Restate the opening lines of the material below word for word, stopping after the line that contains "use crate::cart::CartItem;".

━━━ Supplied material

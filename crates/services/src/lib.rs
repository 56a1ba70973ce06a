//! Use-case layer for the order-fulfillment core.
//!
//! This crate wires the domain aggregates to the persistence contracts and
//! the payment gateway:
//! 1. [`CheckoutService`] adds items to carts (with a stock check) and turns
//!    a cart into a paid or failed order
//! 2. [`InventoryManager`] applies administrator-authorized stock updates
//! 3. [`CustomerDataAccess`] gates staff reads of other customers' data
//!
//! Every failure propagates to the caller; nothing is retried or swallowed
//! inside this layer.

pub mod access;
pub mod checkout;
pub mod error;
pub mod inventory;
pub mod payment;
pub mod pricing;

pub use access::CustomerDataAccess;
pub use checkout::CheckoutService;
pub use error::ServiceError;
pub use inventory::InventoryManager;
pub use payment::{
    InMemoryPaymentGateway, PaymentGateway, PaymentInstrument, PaymentReceipt, PaymentStatus,
};
pub use pricing::TAX_RATE;
//! Order aggregate and its status state machine.

use chrono::{DateTime, Utc};
use common::{Money, OrderId, ProductId, UserId};
use serde::{Deserialize, Serialize};

use crate::cart::CartItem;
use crate::error::DomainError;

/// The status of an order.
///
/// Transitions:
/// ```text
/// Pending ──┬──► Paid
///           └──► PaymentFailed
/// ```
///
/// `Pending` is the only initial status; `Paid` and `PaymentFailed` are
/// terminal.
#[derive(Debug, Clone, Copy, PartialEq, Eq, Hash, Serialize, Deserialize, Default)]
pub enum OrderStatus {
    /// Order created, payment outcome not yet known.
    #[default]
    Pending,

    /// Payment succeeded (terminal).
    Paid,

    /// Payment was declined (terminal).
    PaymentFailed,
}

impl OrderStatus {
    /// Returns true if this is a terminal status.
    pub fn is_terminal(&self) -> bool {
        matches!(self, OrderStatus::Paid | OrderStatus::PaymentFailed)
    }

    /// Returns the status name as a string.
    pub fn as_str(&self) -> &'static str {
        match self {
            OrderStatus::Pending => "Pending",
            OrderStatus::Paid => "Paid",
            OrderStatus::PaymentFailed => "PaymentFailed",
        }
    }
}

impl std::fmt::Display for OrderStatus {
    fn fmt(&self, f: &mut std::fmt::Formatter<'_>) -> std::fmt::Result {
        write!(f, "{}", self.as_str())
    }
}

/// A frozen line item in an order.
///
/// Structurally identical to a cart item, but never mutated once the order
/// exists.
#[derive(Debug, Clone, PartialEq, Eq, Serialize, Deserialize)]
pub struct OrderItem {
    /// The product identifier.
    pub product_id: ProductId,

    /// Human-readable product name.
    pub product_name: String,

    /// Price per unit captured when the item entered the cart.
    pub price_snapshot: Money,

    /// Quantity ordered.
    pub quantity: u32,
}

impl OrderItem {
    /// Creates a new order item.
    pub fn new(
        product_id: impl Into<ProductId>,
        product_name: impl Into<String>,
        price_snapshot: Money,
        quantity: u32,
    ) -> Self {
        Self {
            product_id: product_id.into(),
            product_name: product_name.into(),
            price_snapshot,
            quantity,
        }
    }
}

impl From<&CartItem> for OrderItem {
    fn from(item: &CartItem) -> Self {
        Self {
            product_id: item.product_id.clone(),
            product_name: item.product_name.clone(),
            price_snapshot: item.price_snapshot,
            quantity: item.quantity,
        }
    }
}

/// An order created from a cart at checkout.
///
/// Items and total are fixed at creation; the status is the only field that
/// changes afterwards, and only along the transitions documented on
/// [`OrderStatus`].
#[derive(Debug, Clone, PartialEq, Eq, Serialize, Deserialize)]
pub struct Order {
    /// The order identifier.
    pub id: OrderId,

    /// The user the order belongs to.
    pub user_id: UserId,

    items: Vec<OrderItem>,
    total: Money,
    created_at: DateTime<Utc>,
    status: OrderStatus,
}

impl Order {
    /// Creates a new `Pending` order.
    ///
    /// The total is computed by the caller (tax included) and never
    /// recomputed here.
    pub fn new(user_id: UserId, items: Vec<OrderItem>, total: Money) -> Self {
        Self {
            id: OrderId::new(),
            user_id,
            items,
            total,
            created_at: Utc::now(),
            status: OrderStatus::Pending,
        }
    }

    /// Returns the order items.
    pub fn items(&self) -> &[OrderItem] {
        &self.items
    }

    /// Returns the order total, tax included.
    pub fn total(&self) -> Money {
        self.total
    }

    /// Returns the creation timestamp.
    pub fn created_at(&self) -> DateTime<Utc> {
        self.created_at
    }

    /// Returns the current status.
    pub fn status(&self) -> OrderStatus {
        self.status
    }

    /// Marks the order as paid.
    ///
    /// Only valid from `Pending`.
    pub fn mark_paid(&mut self) -> Result<(), DomainError> {
        self.transition(OrderStatus::Paid)
    }

    /// Marks the order's payment as failed.
    ///
    /// Only valid from `Pending`.
    pub fn mark_payment_failed(&mut self) -> Result<(), DomainError> {
        self.transition(OrderStatus::PaymentFailed)
    }

    fn transition(&mut self, to: OrderStatus) -> Result<(), DomainError> {
        if self.status != OrderStatus::Pending {
            return Err(DomainError::InvalidStatusTransition {
                from: self.status,
                to,
            });
        }
        self.status = to;
        Ok(())
    }
}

━━━━━━

▶ Answer area
filename crates/services/src/lib.rs
repository 56a1ba70973ce06a
//! Use-case layer for the order-fulfillment core.
//!
//! This crate wires the domain aggregates to the persistence contracts and
//! the payment gateway:
//! 1. [`CheckoutService`] adds items to carts (with a stock check) and turns
//!    a cart into a paid or failed order
//! 2. [`InventoryManager`] applies administrator-authorized stock updates
//! 3. [`CustomerDataAccess`] gates staff reads of other customers' data
//!
//! Every failure propagates to the caller; nothing is retried or swallowed
//! inside this layer.

pub mod access;
pub mod checkout;
pub mod error;
pub mod inventory;
pub mod payment;
pub mod pricing;

pub use access::CustomerDataAccess;
pub use checkout::CheckoutService;
pub use error::ServiceError;
pub use inventory::InventoryManager;
pub use payment::{
    InMemoryPaymentGateway, PaymentGateway, PaymentInstrument, PaymentReceipt, PaymentStatus,
};
pub use pricing::TAX_RATE;
//! Order aggregate and its status state machine.

use chrono::{DateTime, Utc};
use common::{Money, OrderId, ProductId, UserId};
use serde::{Deserialize, Serialize};

use crate::cart::CartItem;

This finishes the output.